I'd say 'At the zoo are a lot of animals' sounds extremely stilted. 'There is/are' is a very neutral way of expressing existence in English, because 'to be' is a very weak verb. In Russian on the other hand, existence is normally implicit in sentences, with есть being used only for statements indicating existence by itself (not in/on a place, with someone/sth etc.)
Does it sound stilted? You mean stilted as in too formal?
I leave out the 'there' automatically and am constantly punished for doing so, rather annoying. I assumed it was because it sounded too informal rather than formal.
I was also wondering why "there" is so important. I think it's because of the declination, even there is no difference in English. After translating it to German with and without "there" i recognized that it is nominativ without there an accusative with there. I am a beginner but it seems to me that it is accusative in Russian too. So this might be the reason why "there" is used. Is there an russian expert who can clarify this?

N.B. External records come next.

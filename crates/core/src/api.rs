//! REST API contract.
//!
//! Paths, request bodies and response envelopes shared by the storefront
//! server and the client. Requests arrive as loosely-typed bodies and are
//! turned into validated inputs with `validate()`, which reports the first
//! failing field.

use core::fmt;

use serde::{Deserialize, Serialize};
use url::Url;

use crate::types::{NonEmptyText, Price, UserId};

/// Route paths.
pub mod paths {
    use crate::types::ProductId;

    pub const LOGIN: &str = "/api/login";
    pub const REGISTER: &str = "/api/register";
    pub const LOGOUT: &str = "/api/logout";
    pub const ME: &str = "/api/me";
    pub const PRODUCTS: &str = "/api/products";
    pub const MESSAGES: &str = "/api/messages";

    /// Path of a single product.
    #[must_use]
    pub fn product(id: ProductId) -> String {
        format!("{PRODUCTS}/{id}")
    }
}

/// A validation failure tied to one request field.
#[derive(Debug, Clone, PartialEq, Eq, thiserror::Error)]
#[error("{field}: {message}")]
pub struct FieldError {
    /// camelCase name of the offending field, as it appears in the JSON body.
    pub field: &'static str,
    /// Human-readable reason.
    pub message: String,
}

impl FieldError {
    #[must_use]
    pub fn new(field: &'static str, message: impl Into<String>) -> Self {
        Self {
            field,
            message: message.into(),
        }
    }
}

// =============================================================================
// Requests
// =============================================================================

/// Body of `POST /api/login` and `POST /api/register`.
#[derive(Clone, Serialize, Deserialize)]
pub struct Credentials {
    pub username: String,
    pub password: String,
}

impl fmt::Debug for Credentials {
    fn fmt(&self, f: &mut fmt::Formatter<'_>) -> fmt::Result {
        f.debug_struct("Credentials")
            .field("username", &self.username)
            .field("password", &"[REDACTED]")
            .finish()
    }
}

/// Body of `POST /api/products`.
#[derive(Debug, Clone, Serialize, Deserialize)]
#[serde(rename_all = "camelCase")]
pub struct CreateProductRequest {
    pub name: String,
    #[serde(default)]
    pub description: String,
    pub price: i64,
    #[serde(default, skip_serializing_if = "Option::is_none")]
    pub image_url: Option<String>,
    #[serde(default, skip_serializing_if = "Option::is_none")]
    pub external_link: Option<String>,
}

/// A product that passed validation and is ready to insert.
#[derive(Debug, Clone, PartialEq, Eq)]
pub struct NewProduct {
    pub name: NonEmptyText,
    pub description: String,
    pub price: Price,
    pub image_url: Option<Url>,
    pub external_link: Option<Url>,
}

impl CreateProductRequest {
    /// Validate the request, checking fields in declaration order.
    ///
    /// Empty link fields are treated as absent.
    ///
    /// # Errors
    ///
    /// Returns the first [`FieldError`] encountered.
    pub fn validate(self) -> Result<NewProduct, FieldError> {
        let name = NonEmptyText::parse(&self.name).map_err(|e| FieldError::new("name", e.to_string()))?;
        let price = Price::new(self.price).map_err(|e| FieldError::new("price", e.to_string()))?;
        let image_url = parse_link("imageUrl", self.image_url.as_deref())?;
        let external_link = parse_link("externalLink", self.external_link.as_deref())?;

        Ok(NewProduct {
            name,
            description: self.description,
            price,
            image_url,
            external_link,
        })
    }
}

/// Body of `POST /api/messages`.
///
/// A missing or null `receiverId` addresses the general shop inbox.
#[derive(Debug, Clone, Serialize, Deserialize)]
#[serde(rename_all = "camelCase")]
pub struct SendMessageRequest {
    #[serde(default)]
    pub receiver_id: Option<UserId>,
    pub content: String,
}

/// A message that passed validation.
#[derive(Debug, Clone, PartialEq, Eq)]
pub struct NewMessage {
    pub receiver_id: Option<UserId>,
    pub content: NonEmptyText,
}

impl SendMessageRequest {
    /// Validate the request.
    ///
    /// # Errors
    ///
    /// Returns a [`FieldError`] for `content` if it is blank.
    pub fn validate(self) -> Result<NewMessage, FieldError> {
        let content =
            NonEmptyText::parse(&self.content).map_err(|e| FieldError::new("content", e.to_string()))?;
        Ok(NewMessage {
            receiver_id: self.receiver_id,
            content,
        })
    }
}

// =============================================================================
// Responses
// =============================================================================

/// Error envelope returned with every non-2xx response.
#[derive(Debug, Clone, PartialEq, Eq, Serialize, Deserialize)]
pub struct ErrorBody {
    pub message: String,
    #[serde(default, skip_serializing_if = "Option::is_none")]
    pub field: Option<String>,
}

/// Response of `DELETE /api/products/{id}`.
#[derive(Debug, Clone, Copy, PartialEq, Eq, Serialize, Deserialize)]
pub struct DeleteResponse {
    pub success: bool,
}

/// Plain acknowledgement, e.g. for logout.
#[derive(Debug, Clone, PartialEq, Eq, Serialize, Deserialize)]
pub struct Acknowledgement {
    pub message: String,
}

fn parse_link(field: &'static str, raw: Option<&str>) -> Result<Option<Url>, FieldError> {
    let Some(raw) = raw.map(str::trim).filter(|s| !s.is_empty()) else {
        return Ok(None);
    };

    let url = Url::parse(raw).map_err(|e| FieldError::new(field, format!("invalid URL: {e}")))?;
    if !matches!(url.scheme(), "http" | "https") {
        return Err(FieldError::new(field, "must be an http or https URL"));
    }
    Ok(Some(url))
}

#[cfg(test)]
#[allow(clippy::unwrap_used)]
mod tests {
    use super::*;

    fn product_request() -> CreateProductRequest {
        CreateProductRequest {
            name: "Giày Sneaker".to_string(),
            description: "Unisex".to_string(),
            price: 250_000,
            image_url: Some(String::new()),
            external_link: Some("https://taobao.com".to_string()),
        }
    }

    #[test]
    fn test_valid_product() {
        let product = product_request().validate().unwrap();
        assert_eq!(product.name.as_str(), "Giày Sneaker");
        assert_eq!(product.price.minor_units(), 250_000);
        assert!(product.image_url.is_none(), "empty link means absent");
        assert!(product.external_link.is_some());
    }

    #[test]
    fn test_first_failing_field_is_reported() {
        let request = CreateProductRequest {
            name: "  ".to_string(),
            price: -1,
            ..product_request()
        };
        let err = request.validate().unwrap_err();
        assert_eq!(err.field, "name");
    }

    #[test]
    fn test_negative_price() {
        let request = CreateProductRequest {
            price: -1,
            ..product_request()
        };
        assert_eq!(request.validate().unwrap_err().field, "price");
    }

    #[test]
    fn test_non_http_link_rejected() {
        let request = CreateProductRequest {
            image_url: Some("ftp://files.example/shoe.png".to_string()),
            ..product_request()
        };
        assert_eq!(request.validate().unwrap_err().field, "imageUrl");

        let request = CreateProductRequest {
            external_link: Some("not a url".to_string()),
            ..product_request()
        };
        assert_eq!(request.validate().unwrap_err().field, "externalLink");
    }

    #[test]
    fn test_send_message_defaults_to_general_inbox() {
        let request: SendMessageRequest = serde_json::from_str(r#"{"content":"hello"}"#).unwrap();
        let message = request.validate().unwrap();
        assert_eq!(message.receiver_id, None);
        assert_eq!(message.content.as_str(), "hello");
    }

    #[test]
    fn test_blank_message_rejected() {
        let request = SendMessageRequest {
            receiver_id: Some(UserId::new(2)),
            content: "   ".to_string(),
        };
        assert_eq!(request.validate().unwrap_err().field, "content");
    }

    #[test]
    fn test_credentials_debug_redacts_password() {
        let credentials = Credentials {
            username: "buyer".to_string(),
            password: "hunter22".to_string(),
        };
        let debug = format!("{credentials:?}");
        assert!(debug.contains("buyer"));
        assert!(!debug.contains("hunter22"));
    }

    #[test]
    fn test_error_body_omits_missing_field() {
        let body = ErrorBody {
            message: "Unauthorized".to_string(),
            field: None,
        };
        assert_eq!(
            serde_json::to_string(&body).unwrap(),
            r#"{"message":"Unauthorized"}"#
        );
    }

    #[test]
    fn test_product_path() {
        use crate::types::ProductId;
        assert_eq!(paths::product(ProductId::new(4)), "/api/products/4");
    }
}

In the zoo there are many animals is accepted. This more closely follows the original word order, but it's important to understand the function of the 'there.'
It places emphasis on the animals, rather than the zoo; whereas in Russian they must more strongly rely on the word order to do so.
This sentence is emphasizing "many animals" because it's at the end of the sentence. And DL really wants us to use "There are ...." to convey this emphasis. I too struggled with this for a long time, but after seeing all their examples, plus tutorials on word order and ways of emphasizing subjects and objects, I've finally conceded that "There are ....." constructions in English often really do correspond best to the Russian we are given to translate.
Plural genitive. See declension table here. Of course none of that would make sense to me (why genitive?!) if servolock would not have told us that много requires genitive - see that post above and give a lingot or an upvote to him! :) My brain would have struggled over this a long time without his help.